As widely expected, the European Commission has formally objected to Italy’s draft budget for 2019. But the Italian government refuses to compromise. Iain Begg explores what this stand-off might mean for the governance of the eurozone.
The contest between the Italian government and the European Commission over the former’s budget plans for 2019 has highlighted an enduring problem in EU economic governance: what can be done if national governments defy the rules?
In verdicts published on the 21st November concerning the draft budgets of eurozone countries for 2019, the European Commission has singled out Italy as being, in the words of the press release, ‘a particularly serious case of non-compliance’. The Commission also presents further analysis of the deterioration in Italy’s public finances, blaming the new Italian government. This analysis continues to be rejected by Italy’s leaders, especially the combative deputy prime minister and head of the Lega party, Matteo Salvini.
Meanwhile, Valdis Dombrovskis (the European Commission Vice President responsible for economic and financial affairs) has accused the Italians of openly defying not just the Commission, but the rules agreed by all eurozone members. France has also been drawn into the war of words, with Italian leaders complaining that the Commission has been softer on France than on Italy, with no real justification.
Ten of the 19 eurozone members are, in effect, given a clean bill of health. Predictably they include Germany and the Netherlands, but it is interesting to note the inclusion of two of the countries bailed out during the euro crisis—Cyprus and Ireland—in this group. Some may be surprised that, after exiting its adjustment programme barely three months ago, Greece’s draft budget is also considered to be fully compliant with EU rules.

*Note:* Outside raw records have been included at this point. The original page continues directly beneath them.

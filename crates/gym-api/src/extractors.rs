//! # Custom Extractors & Validation
//!
//! Provides the [`Validate`] trait for request DTOs and helpers to
//! extract + validate JSON bodies and query strings in handlers.
//!
//! Handlers take `Result<Json<T>, JsonRejection>` (or `Query`) rather
//! than the bare extractor so that rejections are reported in the
//! standard error envelope instead of axum's plain-text defaults.

use std::str::FromStr;

use axum::extract::rejection::{JsonRejection, QueryRejection};
use axum::extract::Query;
use axum::Json;
use gym_core::{CalendarDate, ValidationError};
use serde::de::DeserializeOwned;

use crate::error::AppError;

/// Request types that turn into a validated domain input.
///
/// Implementations collect every field violation before failing.
pub trait Validate {
    type Valid;

    fn validate(self) -> Result<Self::Valid, ValidationError>;
}

/// Extract a JSON body, mapping deserialization errors to `VALIDATION_FAILED`.
///
/// ```ignore
/// async fn handler(body: Result<Json<T>, JsonRejection>) -> Result<..., AppError> {
///     let req = extract_json(body)?;
/// }
/// ```
pub fn extract_json<T>(result: Result<Json<T>, JsonRejection>) -> Result<T, AppError> {
    result
        .map(|Json(v)| v)
        .map_err(|err| AppError::invalid_field("body", err.body_text(), "invalid_type"))
}

/// Extract a JSON body and validate it using the [`Validate`] trait.
pub fn extract_validated_json<T: Validate>(
    result: Result<Json<T>, JsonRejection>,
) -> Result<T::Valid, AppError> {
    let value = extract_json(result)?;
    Ok(value.validate()?)
}

/// Parse a body that may be absent entirely.
///
/// An empty (or all-whitespace) body yields `T::default()`.
pub fn parse_optional_json<T: DeserializeOwned + Default>(body: &[u8]) -> Result<T, AppError> {
    if body.iter().all(u8::is_ascii_whitespace) {
        return Ok(T::default());
    }
    serde_json::from_slice(body).map_err(|e| {
        AppError::invalid_field(
            "body",
            format!("Failed to parse the request body as JSON: {e}"),
            "invalid_type",
        )
    })
}

/// [`parse_optional_json`] followed by [`Validate`].
pub fn parse_validated_optional_json<T: DeserializeOwned + Default + Validate>(
    body: &[u8],
) -> Result<T::Valid, AppError> {
    let value: T = parse_optional_json(body)?;
    Ok(value.validate()?)
}

/// Extract and validate a query string.
pub fn extract_validated_query<T: Validate>(
    result: Result<Query<T>, QueryRejection>,
) -> Result<T::Valid, AppError> {
    let Query(value) = result
        .map_err(|err| AppError::invalid_field("query", err.body_text(), "invalid_type"))?;
    Ok(value.validate()?)
}

/// Parse a path identifier, reporting `INVALID_UUID` on failure.
pub fn parse_path_id<T: FromStr>(raw: &str, field: &'static str) -> Result<T, AppError> {
    raw.parse().map_err(|_| AppError::InvalidUuid { field })
}

// ── Field helpers used by Validate impls ─────────────────────────────

/// Parse an optional identifier field, recording a violation on failure.
pub(crate) fn optional_id<T: FromStr>(
    errors: &mut ValidationError,
    field: &str,
    raw: Option<&str>,
) -> Option<T> {
    let raw = raw?.trim();
    if raw.is_empty() {
        return None;
    }
    match raw.parse() {
        Ok(id) => Some(id),
        Err(_) => {
            errors.push(field, format!("{field} must be a valid UUID"), "invalid_string");
            None
        }
    }
}

/// Parse an optional `YYYY-MM-DD` field, recording a violation on failure.
pub(crate) fn optional_date(
    errors: &mut ValidationError,
    field: &str,
    raw: Option<&str>,
) -> Option<CalendarDate> {
    let raw = raw?.trim();
    if raw.is_empty() {
        return None;
    }
    match CalendarDate::parse(raw) {
        Ok(date) => Some(date),
        Err(e) => {
            errors.push(field, e.to_string(), "invalid_date");
            None
        }
    }
}

/// Fail with `INVALID_DATE_RANGE` if `from` is after `to`.
pub(crate) fn check_range(
    from: Option<CalendarDate>,
    to: Option<CalendarDate>,
    from_field: &'static str,
    to_field: &'static str,
) -> Result<(), AppError> {
    match (from, to) {
        (Some(f), Some(t)) if f > t => Err(AppError::InvalidDateRange {
            from: from_field,
            to: to_field,
        }),
        _ => Ok(()),
    }
}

Estonia, Latvia and Slovakia are deemed to be ‘broadly compliant’ with the EU rules, but warned about some deviation from the righteous path. A more severe warning is issued to Belgium, France, Portugal, Slovenia and Spain, all adjudged to be ‘at risk of non-compliance’. Spain is also, in addition, still subject to the EU’s ‘excessive deficit procedure’, although expected to exit it next year.

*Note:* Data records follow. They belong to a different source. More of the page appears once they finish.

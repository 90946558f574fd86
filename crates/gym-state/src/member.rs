//! # Members
//!
//! A member is created once through registration and is never removed.
//! Soft deletion flips `is_deleted` exactly once; a deleted member can no
//! longer receive memberships or check in.

use chrono::{DateTime, Utc};
use gym_core::{Email, MemberId, Phone, ValidationError};
use serde::{Deserialize, Serialize};

use crate::error::DomainError;

/// Maximum length of a first or last name.
pub const MAX_NAME_LEN: usize = 100;

/// A registered member.
#[derive(Debug, Clone, PartialEq, Eq, Serialize, Deserialize)]
#[serde(rename_all = "camelCase")]
pub struct Member {
    pub id: MemberId,
    pub first_name: String,
    pub last_name: String,
    pub email: Email,
    pub phone: Option<Phone>,
    pub is_deleted: bool,
    pub created_at: DateTime<Utc>,
    pub updated_at: DateTime<Utc>,
}

impl Member {
    /// Fail with `MemberDeleted` if the member has been soft-deleted.
    pub fn ensure_usable(&self) -> Result<(), DomainError> {
        if self.is_deleted {
            return Err(DomainError::MemberDeleted(self.id));
        }
        Ok(())
    }

    /// Mark the member deleted. Irreversible.
    pub fn soft_delete(&mut self, now: DateTime<Utc>) -> Result<(), DomainError> {
        self.ensure_usable()?;
        self.is_deleted = true;
        self.updated_at = now;
        Ok(())
    }

    pub fn full_name(&self) -> String {
        format!("{} {}", self.first_name, self.last_name)
    }
}

/// Unvalidated registration input.
#[derive(Debug, Clone, Default)]
pub struct MemberRegistration {
    pub first_name: String,
    pub last_name: String,
    pub email: String,
    pub phone: Option<String>,
}

impl MemberRegistration {
    /// Validate every field and build the new member.
    ///
    /// All violations are collected before failing.
    pub fn into_member(self, now: DateTime<Utc>) -> Result<Member, ValidationError> {
        let mut errors = ValidationError::new();

        let first_name = self.first_name.trim().to_string();
        check_name(&mut errors, "firstName", &first_name);
        let last_name = self.last_name.trim().to_string();
        check_name(&mut errors, "lastName", &last_name);

        let email = Email::parse(&self.email)
            .map_err(|e| errors.push("email", e.to_string(), "invalid_string"))
            .ok();

        let phone = match self.phone.as_deref().filter(|p| !p.trim().is_empty()) {
            Some(raw) => Phone::parse(raw)
                .map_err(|e| errors.push("phone", e.to_string(), "invalid_string"))
                .ok(),
            None => None,
        };

        errors.into_result()?;
        let email = email.ok_or_else(ValidationError::new)?;

        Ok(Member {
            id: MemberId::new(),
            first_name,
            last_name,
            email,
            phone,
            is_deleted: false,
            created_at: now,
            updated_at: now,
        })
    }
}

fn check_name(errors: &mut ValidationError, field: &str, value: &str) {
    let len = value.chars().count();
    if len == 0 {
        errors.push(field, format!("{field} is required"), "too_small");
    } else if len > MAX_NAME_LEN {
        errors.push(
            field,
            format!("{field} must be at most {MAX_NAME_LEN} characters"),
            "too_big",
        );
    }
}

#[cfg(test)]
mod tests {
    use super::*;

    fn registration() -> MemberRegistration {
        MemberRegistration {
            first_name: "  Ada ".into(),
            last_name: "Lovelace".into(),
            email: "Ada@Example.com".into(),
            phone: Some("+44 20 7946 0018".into()),
        }
    }

    #[test]
    fn registration_normalizes_fields() {
        let now = Utc::now();
        let member = registration().into_member(now).unwrap();
        assert_eq!(member.first_name, "Ada");
        assert_eq!(member.email.as_str(), "ada@example.com");
        assert!(!member.is_deleted);
        assert_eq!(member.created_at, now);
        assert_eq!(member.full_name(), "Ada Lovelace");
    }

    #[test]
    fn registration_reports_every_bad_field() {
        let reg = MemberRegistration {
            first_name: "   ".into(),
            last_name: "x".repeat(101),
            email: "nope".into(),
            phone: Some("call me".into()),
        };
        let err = reg.into_member(Utc::now()).unwrap_err();
        let fields: Vec<_> = err.violations.iter().map(|v| v.field.as_str()).collect();
        assert_eq!(fields, ["firstName", "lastName", "email", "phone"]);
    }

    #[test]
    fn blank_phone_is_treated_as_absent() {
        let reg = MemberRegistration {
            phone: Some("  ".into()),
            ..registration()
        };
        assert!(reg.into_member(Utc::now()).unwrap().phone.is_none());
    }

    #[test]
    fn soft_delete_flips_once() {
        let mut member = registration().into_member(Utc::now()).unwrap();
        member.soft_delete(Utc::now()).unwrap();
        assert!(member.is_deleted);
        assert_eq!(
            member.soft_delete(Utc::now()),
            Err(DomainError::MemberDeleted(member.id))
        );
        assert!(member.ensure_usable().is_err());
    }

    #[test]
    fn serializes_camel_case() {
        let member = registration().into_member(Utc::now()).unwrap();
        let json = serde_json::to_value(&member).unwrap();
        assert_eq!(json["firstName"], "Ada");
        assert_eq!(json["isDeleted"], false);
        assert!(json.get("createdAt").is_some());
    }
}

What happens next is an open question. Although the Commission’s verdict that Italy comes bottom of the class and needs to revise its plans was widely anticipated, it sets in motion a sequence of steps potentially culminating in a fine of up to 0.5 percent of the country’s GDP. Leaving aside the questionable logic of exacerbating a government deficit by imposing a fine on it for having too big a deficit in the first place, the stand-off poses more fundamental questions about the credibility of the rules-based governance of fiscal policy in the eurozone.
In principle, the EU has both an obligation to act and powerful instruments to punish delinquent member states. But it has never taken enforcement to the stage of imposing financial penalties and it would be a real escalation of hostilities if it did.
The EU is far from rigid in its approach and has shown some flexibility. Thus, in 2016, when Portugal and Spain were in the dock, the Kafkaesque judgement – reportedly even supported by Wolfgang Schaüble, the German Finance Minister—was to impose a fine . . . of zero euros. Fifteen years ago, France and Germany received only the lightest of raps on their knuckles for breaching the simpler rules in force then.
While a similar sort of fudge could be cooked up again to resolve the dispute with Italy, the manner in which the Italian government is flouting the EU rules will make this far harder. In what could become a damaging political development for the EU, Salvini, as argued previously, is actively seeking confrontation with the Commission to boost his standing in domestic politics.
Over the years, the original simple rule requiring governments to aim for public finances close to balance or in surplus and prohibiting a deficit higher than 3 percent of GDP has become increasingly complex. Countries have, in addition been obliged to adopt national rules compatible with the EU rules.
The supposedly most binding fiscal rules refer to ratios in which the numerator is the government deficit or debt, while the denominator is GDP. The Italian government argues (as do many economists from a broadly Keynesian background) that the boost to the economy from a higher budget deficit in the short-term will improve the denominator, such that the ratio of debt to GDP will fall in the medium term.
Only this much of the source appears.